Celebrity Biographies
Frank Capra
O optimist to hammer, poet of idealism, champion of good feelings. Frank Capra was the master of a cinema where the border between emotional and sentimental is very, very thin.
And Frank Capra (1897-1991) refused to cross the dividing line, he stayed on the side of pure and authentic emotions. Perhaps for having lived them in the realization of his ‘American dream’. Born in a small town in Sicily, he emigrated to the US at the age of 5. From a large family, poor and peasant, a practicing Catholic, the premature death of his father forced him to be the head of the household. Which posed him moral dilemmas, such as whether or not to contribute his knowledge as a chemical engineer to alcohol smuggling; As for any of his future heroes, this was tempting, but his principles prevailed.
He turned to movies by chance: on a streetcar, the driver mentioned a newspaper ad for Fireside Productions. He introduced himself, and assured that he came from Hollywood, a little lie. In 1922 he was conducting Ballad of Fultah Fisher’s Boarding House , a bombastic title of only 10 minutes, which the press described as “a tribute to the genius of Kipling”. When Capra finally confessed his film ignorance to Walter Montague, the latter told him he already knew, but that he had trusted his determination. Later he was a gag writer on the series The Gang , and on the Harry Langdon films , produced by Mack Sennett.

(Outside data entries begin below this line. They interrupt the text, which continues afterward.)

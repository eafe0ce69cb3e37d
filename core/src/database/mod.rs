//! Database access: the dialect service, the connection boundary bulk operations drive, and the
//! Postgres and SQLite drivers behind it.

pub mod common_sql;
mod connection;
mod dialect;
pub mod postgres;
mod sql_value;
pub mod sqlite;
pub mod sqlserver;

pub use connection::{BulkConnection, DatabaseError, RowSource};
pub use dialect::{BulkStatement, DialectCapabilities, SqlDialect};
pub use sql_value::SqlValue;
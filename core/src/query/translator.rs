use std::{ops::ControlFlow, sync::Arc};

use sqlparser::ast::{
    visit_relations_mut, Ident, ObjectName, ObjectNamePart, Query, TableAlias, TableFactor, VisitMut,
    VisitorMut,
};
use tracing::debug;

use crate::{
    bulk::BulkError,
    database::SqlDialect,
    metadata::TableName,
    query::{
        BulkDeleteRewriter, QueryNode, StagingTableReference, StagingTableRewriter, TableHint,
        TableHintRewriter,
    },
};

/// Dialect SQL for one [`QueryNode`].
#[derive(Debug, Clone, PartialEq, Eq)]
pub struct TranslatedQuery {
    pub sql: String,
    /// Read right after `sql` when the driver cannot report the affected row count itself.
    pub row_count_sql: Option<String>,
    pub returns_row_count: bool,
    /// The table a writing statement targets.
    pub table: Option<TableName>,
}

impl TranslatedQuery {
    pub(crate) fn rows(sql: String) -> Self {
        TranslatedQuery { sql, row_count_sql: None, returns_row_count: false, table: None }
    }
}

/// One link of the translation chain. Returns `None` to pass the node on unchanged.
pub trait QueryRewriter: Send + Sync {
    fn try_rewrite(
        &self,
        node: &QueryNode,
        translator: &QueryTranslator,
    ) -> Result<Option<TranslatedQuery>, BulkError>;
}

/// Runs a node through an ordered chain of rewriters; the first one that handles it wins and
/// plain queries fall through to printing.
pub struct QueryTranslator {
    dialect: Arc<dyn SqlDialect>,
    rewriters: Vec<Box<dyn QueryRewriter>>,
    staging_tables: Vec<StagingTableReference>,
}

impl QueryTranslator {
    pub fn new(dialect: Arc<dyn SqlDialect>) -> Self {
        QueryTranslator {
            dialect,
            rewriters: vec![
                Box::new(BulkDeleteRewriter),
                Box::new(TableHintRewriter),
                Box::new(StagingTableRewriter),
            ],
            staging_tables: Vec::new(),
        }
    }

    /// Puts `rewriter` in front of the chain.
    pub fn with_rewriter(mut self, rewriter: Box<dyn QueryRewriter>) -> Self {
        self.rewriters.insert(0, rewriter);
        self
    }

    /// Table references named like `reference.alias` now read from the staging table.
    pub fn bind_staging_table(mut self, reference: StagingTableReference) -> Self {
        self.staging_tables.push(reference);
        self
    }

    pub fn dialect(&self) -> &dyn SqlDialect {
        self.dialect.as_ref()
    }

    pub fn translate(&self, node: &QueryNode) -> Result<TranslatedQuery, BulkError> {
        for rewriter in &self.rewriters {
            if let Some(translated) = rewriter.try_rewrite(node, self)? {
                debug!("Translated {} to {}", node, translated.sql);
                return Ok(translated);
            }
        }

        let query = self.resolve_query(node)?;
        Ok(TranslatedQuery::rows(self.print(&query)))
    }

    /// The SELECT a node reads, with staging-table references swapped in.
    pub(crate) fn resolve_query(&self, node: &QueryNode) -> Result<Query, BulkError> {
        match node {
            QueryNode::Select(query) => Ok(self.bind_references(query.as_ref().clone(), &[])),
            QueryNode::StagingTable(reference) => {
                let mut query = parse_query("SELECT * FROM staging")?;
                let alias = Ident::with_quote(self.dialect.identifier_quote(), reference.alias.clone());
                let _ = visit_relations_mut(&mut query, |name| {
                    *name = ObjectName(vec![ObjectNamePart::Identifier(alias.clone())]);
                    ControlFlow::<()>::Continue(())
                });
                Ok(self.bind_references(query, std::slice::from_ref(reference)))
            }
            other => Err(BulkError::NotSupportedOperation(format!(
                "{} cannot be used as the source of another query",
                other.kind()
            ))),
        }
    }

    pub(crate) fn print(&self, query: &Query) -> String {
        format!("{}{}", query, self.dialect.statement_terminator())
    }

    pub(crate) fn ensure_hints_supported(&self, hints: &[TableHint]) -> Result<(), BulkError> {
        if !hints.is_empty() && !self.dialect.capabilities().table_hints {
            return Err(BulkError::NotSupportedOperation(format!(
                "{} does not support table hints",
                self.dialect.name()
            )));
        }
        Ok(())
    }

    fn bind_references(&self, mut query: Query, extra: &[StagingTableReference]) -> Query {
        let references: Vec<&StagingTableReference> = extra.iter().chain(self.staging_tables.iter()).collect();
        if references.is_empty() {
            return query;
        }

        let mut rewriter = TableReferenceRewriter { quote: self.dialect.identifier_quote(), references };
        let _ = query.visit(&mut rewriter);
        query
    }
}

/// Emits `<staging name> AS <alias>` for table factors that name a bound staging table.
struct TableReferenceRewriter<'a> {
    quote: char,
    references: Vec<&'a StagingTableReference>,
}

impl VisitorMut for TableReferenceRewriter<'_> {
    type Break = ();

    fn pre_visit_table_factor(&mut self, table_factor: &mut TableFactor) -> ControlFlow<Self::Break> {
        if let TableFactor::Table { name, alias, .. } = table_factor {
            let reference = match name.0.as_slice() {
                [ObjectNamePart::Identifier(ident)] => {
                    self.references.iter().find(|r| r.alias == ident.value).copied()
                }
                _ => None,
            };

            if let Some(reference) = reference {
                *name = quoted_object_name(self.quote, &reference.table);
                if alias.is_none() {
                    *alias = Some(TableAlias {
                        explicit: true,
                        name: Ident::with_quote(self.quote, reference.alias.clone()),
                        columns: Vec::new(),
                    });
                }
            }
        }
        ControlFlow::Continue(())
    }
}

fn quoted_object_name(quote: char, table: &TableName) -> ObjectName {
    let parts = table
        .schema
        .iter()
        .chain(std::iter::once(&table.name))
        .map(|part| ObjectNamePart::Identifier(Ident::with_quote(quote, part.clone())))
        .collect();
    ObjectName(parts)
}

fn parse_query(sql: &str) -> Result<Query, BulkError> {
    match QueryNode::parse(sql)? {
        QueryNode::Select(query) => Ok(*query),
        other => Err(BulkError::InvalidArgument(format!("'{}' is not a query", other))),
    }
}

#[cfg(test)]
mod tests {
    use super::*;
    use crate::database::{sqlite::SqliteDialect, sqlserver::SqlServerDialect};

    fn recent() -> StagingTableReference {
        StagingTableReference { table: TableName::new("bulk_stage_customer_ab12"), alias: "recent".to_string() }
    }

    #[test]
    fn test_plain_query_is_printed_with_terminator() {
        let translator = QueryTranslator::new(Arc::new(SqliteDialect));
        let node = QueryNode::parse("SELECT \"Name\" FROM \"Customer\" WHERE \"Id\" = 1").unwrap();

        let translated = translator.translate(&node).unwrap();
        assert_eq!(translated.sql, "SELECT \"Name\" FROM \"Customer\" WHERE \"Id\" = 1;");
        assert!(!translated.returns_row_count);
        assert_eq!(translated.row_count_sql, None);
    }

    #[test]
    fn test_bound_staging_tables_replace_table_references() {
        let translator = QueryTranslator::new(Arc::new(SqliteDialect)).bind_staging_table(recent());
        let node = QueryNode::parse(
            "SELECT c.\"Name\" FROM \"Customer\" AS c WHERE c.\"Id\" IN (SELECT \"Id\" FROM recent)",
        )
        .unwrap();

        let translated = translator.translate(&node).unwrap();
        assert!(translated.sql.contains("FROM \"bulk_stage_customer_ab12\" AS \"recent\")"));
        assert!(translated.sql.contains("FROM \"Customer\" AS c"));
    }

    #[test]
    fn test_staging_table_query_uses_dialect_quoting() {
        let reference = StagingTableReference {
            table: TableName::new("bulk_stage_customer_ab12"),
            alias: "recent \"copy\"".to_string(),
        };
        let translator = QueryTranslator::new(Arc::new(SqlServerDialect));

        let translated = translator.translate(&QueryNode::StagingTable(reference)).unwrap();
        assert!(translated.sql.starts_with("SELECT * FROM [bulk_stage_customer_ab12] AS [recent \"copy\"]"));
        assert!(!translated.sql.contains("\"\""));
    }

    #[test]
    fn test_custom_rewriter_runs_first() {
        struct Fixed;

        impl QueryRewriter for Fixed {
            fn try_rewrite(
                &self,
                node: &QueryNode,
                _translator: &QueryTranslator,
            ) -> Result<Option<TranslatedQuery>, BulkError> {
                Ok(matches!(node, QueryNode::BulkDelete(_)).then(|| TranslatedQuery::rows("SELECT 0;".to_string())))
            }
        }

        let translator = QueryTranslator::new(Arc::new(SqliteDialect)).with_rewriter(Box::new(Fixed));
        let delete = QueryNode::parse("SELECT * FROM t").unwrap().bulk_delete();
        let select = QueryNode::parse("SELECT * FROM t").unwrap();

        assert_eq!(translator.translate(&delete).unwrap().sql, "SELECT 0;");
        assert_eq!(translator.translate(&select).unwrap().sql, "SELECT * FROM t;");
    }

    #[test]
    fn test_bulk_delete_cannot_be_a_source() {
        let translator = QueryTranslator::new(Arc::new(SqlServerDialect));
        let nested = QueryNode::parse("SELECT * FROM t").unwrap().bulk_delete().bulk_delete();

        let error = translator.translate(&nested).unwrap_err();
        assert!(matches!(error, BulkError::NotSupportedOperation(_)));
    }
}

Searching for his personal Shangri-La, the idyllic place he would paint in Lost Horizon , he worked for Harry Cohn at Columbia. His films elevated the modest Gower Street studio to the next level. It was a long relationship, from 1927 to 1939, where there was no shortage of troubles (Cohn released a film in Europe with Capra’s name, without Capra’s knowledge), but also no joys (three Oscars for best director, the pride of seeing his name in front of the title…), and several essential titles. Gable and Colbert’s bus ride from It Happened One Night , homeless May Robson ‘s turning from Mrs. into Lady for a Day (which led to a remake by Capra himself), the manipulated heir, Cooper, from The Secret of Living, the thundered family, Arthur, Stewart, Barrymore, from Live As You Want , and, of course, Colman’s utopia in Lost Horizons , among others. They were magnificent films, which had a crumb, and avoided falling into boredom, the cardinal sin of cinema, according to Capra. In addition, he had time to preside over the Hollywood Academy. Then he would seek independence: first with screenwriter Robert Riskin , and after the war with William Wyler and George Stevens . At that stage, Juan Nadie (Cooper ‘again’) spoke masterfully about the anonymous citizen; An idea common to Knight Without a Sword , a film that the Washington politicians did not like, with the ‘boy scout’ Stewart.

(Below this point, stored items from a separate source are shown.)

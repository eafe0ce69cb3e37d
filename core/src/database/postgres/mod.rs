mod client;
mod dialect;

pub use client::{connection_string, PostgresClient, PostgresConnection, PostgresConnectionError};
pub use dialect::PostgresDialect;
//! Bulk insert, update, insert-or-update and staging of entity records.

pub(crate) mod context;
mod data_reader;
mod error;
pub(crate) mod executor;
mod getter_cache;
mod operations;
mod options;
mod selector;
mod temp_table;

pub use data_reader::{EntityDataReader, RecordIter};
pub use error::BulkError;
pub use getter_cache::{PropertyGetter, PropertyGetterCache};
pub use operations::{BulkOperations, TempTableQuery};
pub use options::{
    AutoIncrementBehavior, BulkInsertOptions, BulkUpdateOptions, BulkUpsertOptions,
    PrimaryKeyCreation, TempTableInsertOptions, TempTableOptions,
};
pub use selector::{
    ensure_no_separate_owned_types_inside_collection_owned_type, MemberExpression,
    PropertySelection, PropertySelector,
};
pub use temp_table::{StagingTable, TempTableManager};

His contribution to the World War II effort with the Why We Fight series was significant. But horror and death took their toll. What did not prevent him from delivering his most famous film after the contest, the Christmas movie par excellence, How beautiful it is to live! , fable about what happens and doesn’t happen if one evades his responsibilities, with Reed, Stewart, and Barrymore. Curiously, at the time it did not work. It was beginning to decline, but it still produced estimable titles such as El Estado de La Unión . The world changed, the cinema too. Actors and agents held unusual power, he grew older, he got tired. Little by little the films admitted a load of sex and violence that repelled him. The official withdrawal of him came with A gangster for a miracle(1961), delicious comedy, but not suitable in these times. He would still have time, however, to write his memoirs, defined by John Ford as “the only authentic balance I have read about Hollywood.”